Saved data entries
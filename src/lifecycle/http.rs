//! The library driven over HTTP against a running server.

use futures::future::{BoxFuture, FutureExt};
use reqwest::multipart::{Form, Part};
use reqwest::{Client, Response};
use serde::de::DeserializeOwned;
use serde_json::Value;
use url::Url;
use uuid::Uuid;

use super::{Identity, PendingAudio, RecordingsApi};
use crate::errors::ErrorKind;
use crate::recording::{Recording, RenameRequest};
use crate::routes::response::{Deleted, Failure};
use crate::service::{Summary, SummaryRequest};
use crate::urls::Urls;

/// Extension used when the audio's content type names no subtype.
const DEFAULT_EXTENSION: &str = "webm";

pub struct HttpApi {
    client: Client,
    urls: Urls,
}

impl HttpApi {
    pub fn new(urls: Urls) -> Self {
        HttpApi::with_client(Client::new(), urls)
    }

    pub fn with_client(client: Client, urls: Urls) -> Self {
        HttpApi { client, urls }
    }
}

impl RecordingsApi for HttpApi {
    fn list<'a>(&'a self, user_id: &'a str) -> BoxFuture<'a, Result<Vec<Recording>, Failure>> {
        async move {
            let response = self
                .client
                .get(self.urls.recordings())
                .query(&[("userId", user_id)])
                .send()
                .await;

            read_envelope(response).await
        }
        .boxed()
    }

    fn upload<'a>(
        &'a self,
        identity: &'a Identity,
        name: &'a str,
        audio: &'a PendingAudio,
    ) -> BoxFuture<'a, Result<Recording, Failure>> {
        async move {
            let file = Part::bytes(audio.raw.clone())
                .file_name(upload_filename(name, &audio.content_type))
                .mime_str(&audio.content_type)
                .map_err(|e| Failure::new(ErrorKind::ValidationError, e.to_string()))?;

            let form = Form::new()
                .part("file", file)
                .text("userId", identity.user_id.clone())
                .text("email", identity.email.clone())
                .text("name", name.to_owned());

            let response = self
                .client
                .post(self.urls.upload())
                .multipart(form)
                .send()
                .await;

            read_envelope(response).await
        }
        .boxed()
    }

    fn rename<'a>(&'a self, id: &'a Uuid, new_name: &'a str) -> BoxFuture<'a, Result<Recording, Failure>> {
        async move {
            let request = RenameRequest {
                id: Some(id.to_string()),
                new_name: Some(new_name.to_owned()),
            };

            let response = self
                .client
                .put(self.urls.recordings())
                .json(&request)
                .send()
                .await;

            read_envelope(response).await
        }
        .boxed()
    }

    fn delete<'a>(&'a self, id: &'a Uuid) -> BoxFuture<'a, Result<(), Failure>> {
        async move {
            let response = self
                .client
                .delete(self.urls.recordings())
                .query(&[("id", id.to_string())])
                .send()
                .await;

            read_envelope::<Deleted>(response).await.map(|_| ())
        }
        .boxed()
    }

    fn summarize<'a>(&'a self, audio_url: &'a Url) -> BoxFuture<'a, Result<String, Failure>> {
        async move {
            let request = SummaryRequest {
                audio_url: Some(audio_url.to_string()),
                audio_id: None,
            };

            let response = self
                .client
                .post(self.urls.summarize())
                .json(&request)
                .send()
                .await;

            read_envelope::<Summary>(response)
                .await
                .map(|s| s.summary)
        }
        .boxed()
    }
}

/// The server keys stored objects by the uploaded file's name, so the
/// recording's name is sent with an extension matching its content type.
fn upload_filename(name: &str, content_type: &str) -> String {
    let extension = content_type
        .parse::<mime::Mime>()
        .map(|m| m.subtype().as_str().to_owned())
        .unwrap_or_else(|_| DEFAULT_EXTENSION.to_owned());

    format!("{}.{}", name, extension)
}

/// Unwraps `{"ok": true, "data": …}`, or turns the failure envelope into
/// a [`Failure`]. Anything that is not an envelope is reported as
/// `Internal`.
async fn read_envelope<T: DeserializeOwned>(
    response: Result<Response, reqwest::Error>,
) -> Result<T, Failure> {
    let internal = |message: String| Failure::new(ErrorKind::Internal, message);

    let response = response.map_err(|e| internal(e.to_string()))?;
    let status = response.status();

    let mut body: Value = response
        .json()
        .await
        .map_err(|e| internal(format!("status {}: {}", status, e)))?;

    if body["ok"] == Value::Bool(true) {
        let data = body.get_mut("data").map(Value::take).unwrap_or(Value::Null);

        serde_json::from_value(data).map_err(|e| internal(e.to_string()))
    } else {
        let failure = serde_json::from_value::<Failure>(body)
            .map_err(|e| internal(format!("status {}: {}", status, e)))?;

        Err(failure)
    }
}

TASK ITEM → Could you restate, word for word, the lines above from the one with "failure envelope into" to the one with "-> Result<T, Failure>", both included?

TASK RESPONSE →
/// Unwraps `{"ok": true, "data": …}`, or turns the failure envelope into
/// a [`Failure`]. Anything that is not an envelope is reported as
/// `Internal`.
async fn read_envelope<T: DeserializeOwned>(
    response: Result<Response, reqwest::Error>,
) -> Result<T, Failure> {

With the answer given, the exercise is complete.